I’ve always known God never promised a life free of suffering. Accepting Christ as your Savior isn’t a magic ticket to a pain-free life. In fact, it’s the opposite. Suffering and death entered the world the moment man made the choice to sin. As a result, they are two things that are guaranteed in this life.

But I missed the full meaning of this verse until I read Kara’s words. I’ve always taken this verse to mean God works through the pain, the suffering, the messed up “hard” of life and brings something good out of it. But what if the good isn’t just the end result? What if the suffering itself is part of the good?

“No one ever imagines disease, heartbreak, and horror in their story,” Kara writes. “But the God I know, the sovereign God of the Bible, knows well my story of suffering and offers Himself at every turn. If the honesty with which I tell my story were the limitation of His strength, well, I would be utterly screwed. But imagine if He were intimately involved in my story, which He is. Imagine if He showed Himself in my hard, which He did, and what if the hard of my story is the beautiful redemption of my today? Could suffering then take on a different hue? Could the coloring of the hard not be so dark, so hateful and gloomy? The well-meaning e-mails that admonish the way I speak about my story cause me to wonder at the depth of grace that can be understood without the presence of God in the midst of our suffering. If our hard is the absence of a good God, then how can anyone walk in faith?”

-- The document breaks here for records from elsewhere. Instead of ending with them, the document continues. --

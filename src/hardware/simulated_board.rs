//! In-memory board used by tests and the demo binary.
//!
//! `lift`/`place` change the physical occupancy; the driver only sees the
//! change after the next `read_sensors`, like the real scanner.

use std::cell::RefCell;
use std::rc::Rc;

use crate::game_state::chess_types::{Board, Square};
use crate::hardware::board_driver::BoardDriver;
use crate::hardware::led_colors::LedColor;

#[derive(Debug, Clone, Copy, PartialEq, Eq)]
pub enum Animation {
    Confirm(Square),
    Blink(Square, LedColor),
    Capture(Square),
    Promotion(u8),
    Connecting,
    Celebration,
}

#[derive(Debug, Clone)]
struct SimState {
    physical: [[bool; 8]; 8],
    sampled: [[bool; 8]; 8],
    prev: [[bool; 8]; 8],
    leds: [[LedColor; 8]; 8],
    animations: Vec<Animation>,
    frames_shown: usize,
}

impl Default for SimState {
    fn default() -> Self {
        Self {
            physical: [[false; 8]; 8],
            sampled: [[false; 8]; 8],
            prev: [[false; 8]; 8],
            leds: [[LedColor::Off; 8]; 8],
            animations: Vec::new(),
            frames_shown: 0,
        }
    }
}

/// Cloning yields another handle onto the same board, so a test can move
/// pieces while the orchestrator holds the driver.
#[derive(Debug, Clone, Default)]
pub struct SimulatedBoard {
    inner: Rc<RefCell<SimState>>,
}

fn cell<T: Copy>(grid: &[[T; 8]; 8], square: Square) -> Option<T> {
    square
        .is_valid()
        .then(|| grid[square.row as usize][square.col as usize])
}

impl SimulatedBoard {
    pub fn new() -> Self {
        Self::default()
    }

    /// Pieces standing where `board` has them, already latched as the
    /// previous sample.
    pub fn with_pieces(board: &Board) -> Self {
        let occupancy = board.occupancy();
        let state = SimState {
            physical: occupancy,
            sampled: occupancy,
            prev: occupancy,
            ..SimState::default()
        };
        Self {
            inner: Rc::new(RefCell::new(state)),
        }
    }

    pub fn lift(&self, square: Square) {
        if square.is_valid() {
            self.inner.borrow_mut().physical[square.row as usize][square.col as usize] = false;
        }
    }

    pub fn place(&self, square: Square) {
        if square.is_valid() {
            self.inner.borrow_mut().physical[square.row as usize][square.col as usize] = true;
        }
    }

    /// Lift from `from` and put down on `to`.
    pub fn slide(&self, from: Square, to: Square) {
        self.lift(from);
        self.place(to);
    }

    pub fn set_physical(&self, occupancy: [[bool; 8]; 8]) {
        self.inner.borrow_mut().physical = occupancy;
    }

    pub fn led(&self, square: Square) -> LedColor {
        cell(&self.inner.borrow().leds, square).unwrap_or(LedColor::Off)
    }

    pub fn lit_squares(&self) -> Vec<(Square, LedColor)> {
        let state = self.inner.borrow();
        let mut lit = Vec::new();
        for row in 0..8u8 {
            for col in 0..8u8 {
                let color = state.leds[row as usize][col as usize];
                if color != LedColor::Off {
                    lit.push((Square::new(row, col), color));
                }
            }
        }
        lit
    }

    pub fn animations(&self) -> Vec<Animation> {
        self.inner.borrow().animations.clone()
    }

    pub fn clear_animations(&self) {
        self.inner.borrow_mut().animations.clear();
    }

    pub fn frames_shown(&self) -> usize {
        self.inner.borrow().frames_shown
    }

    fn animate(&self, animation: Animation) {
        self.inner.borrow_mut().animations.push(animation);
    }
}

impl BoardDriver for SimulatedBoard {
    fn read_sensors(&mut self) {
        let mut state = self.inner.borrow_mut();
        let physical = state.physical;
        state.sampled = physical;
    }

    fn sensor_state(&self, square: Square) -> bool {
        cell(&self.inner.borrow().sampled, square).unwrap_or(false)
    }

    fn sensor_prev(&self, square: Square) -> bool {
        cell(&self.inner.borrow().prev, square).unwrap_or(false)
    }

    fn update_sensor_prev(&mut self) {
        let mut state = self.inner.borrow_mut();
        let sampled = state.sampled;
        state.prev = sampled;
    }

    fn set_square_led(&mut self, square: Square, color: LedColor) {
        if square.is_valid() {
            self.inner.borrow_mut().leds[square.row as usize][square.col as usize] = color;
        }
    }

    fn clear_all_leds(&mut self) {
        self.inner.borrow_mut().leds = [[LedColor::Off; 8]; 8];
    }

    fn show_leds(&mut self) {
        self.inner.borrow_mut().frames_shown += 1;
    }

    fn confirm_square(&mut self, square: Square) {
        self.animate(Animation::Confirm(square));
    }

    fn blink_square(&mut self, square: Square, color: LedColor) {
        self.animate(Animation::Blink(square, color));
    }

    fn capture_animation(&mut self, square: Square) {
        self.animate(Animation::Capture(square));
    }

    fn promotion_animation(&mut self, col: u8) {
        self.animate(Animation::Promotion(col));
    }

    fn connecting_animation(&mut self) {
        self.animate(Animation::Connecting);
    }

    fn celebration_animation(&mut self) {
        self.animate(Animation::Celebration);
    }
}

My family and I have opportunities to serve my mom in ways we never would if disease was not robbing her of her strength. I don’t always know if she understands the things I’m saying to her, but I know without a doubt she understands the unconditional love with which I meet her every time I visit her at my sister’s house. I know she understands that same love from my sister as she does for my mom what my mom never thought another person would have to do for her. Beauty in suffering.

Today I met a lady at the bank who remembered my dad coming in to do their banking. The two things she remembered about him? He had lost a leg, and he was a kind-hearted man. As I left, she told me she was praying for my family. Beauty in suffering.

Look again at the last four words of Romans 8:28: “according to His purpose.” The most incredible part of His purpose for me includes His beloved Son, bloodied, bruised, and battered, hanging on a cross and taking my punishment. He took the suffering upon Himself that was too great for me to bear. Any suffering I or my loved ones may endure in this life only helps us to identify with Christ, to share in His suffering on the cross, and to bask in the love of a Father who holds us close enough to hear His heartbeat through it all. That is a love I cannot fathom. A love for which I am overwhelmed with gratitude. A love that makes suffering truly beautiful.

I want to leave you with a few more of Kara’s words:

“Your story is a good story. In the grief, pain, and hard, the Author has a plan. It may feel like a desperate breaking of your very heart, but suffering is not the absence of God or good.”

“My hope is not in the absence of suffering and comfort returned. My hope is in the presence of the One who promises never to leave or forsake, the One who declares nothing ‘will be able to separate us from the love of God’ (Rom. 8:39). Nothing.”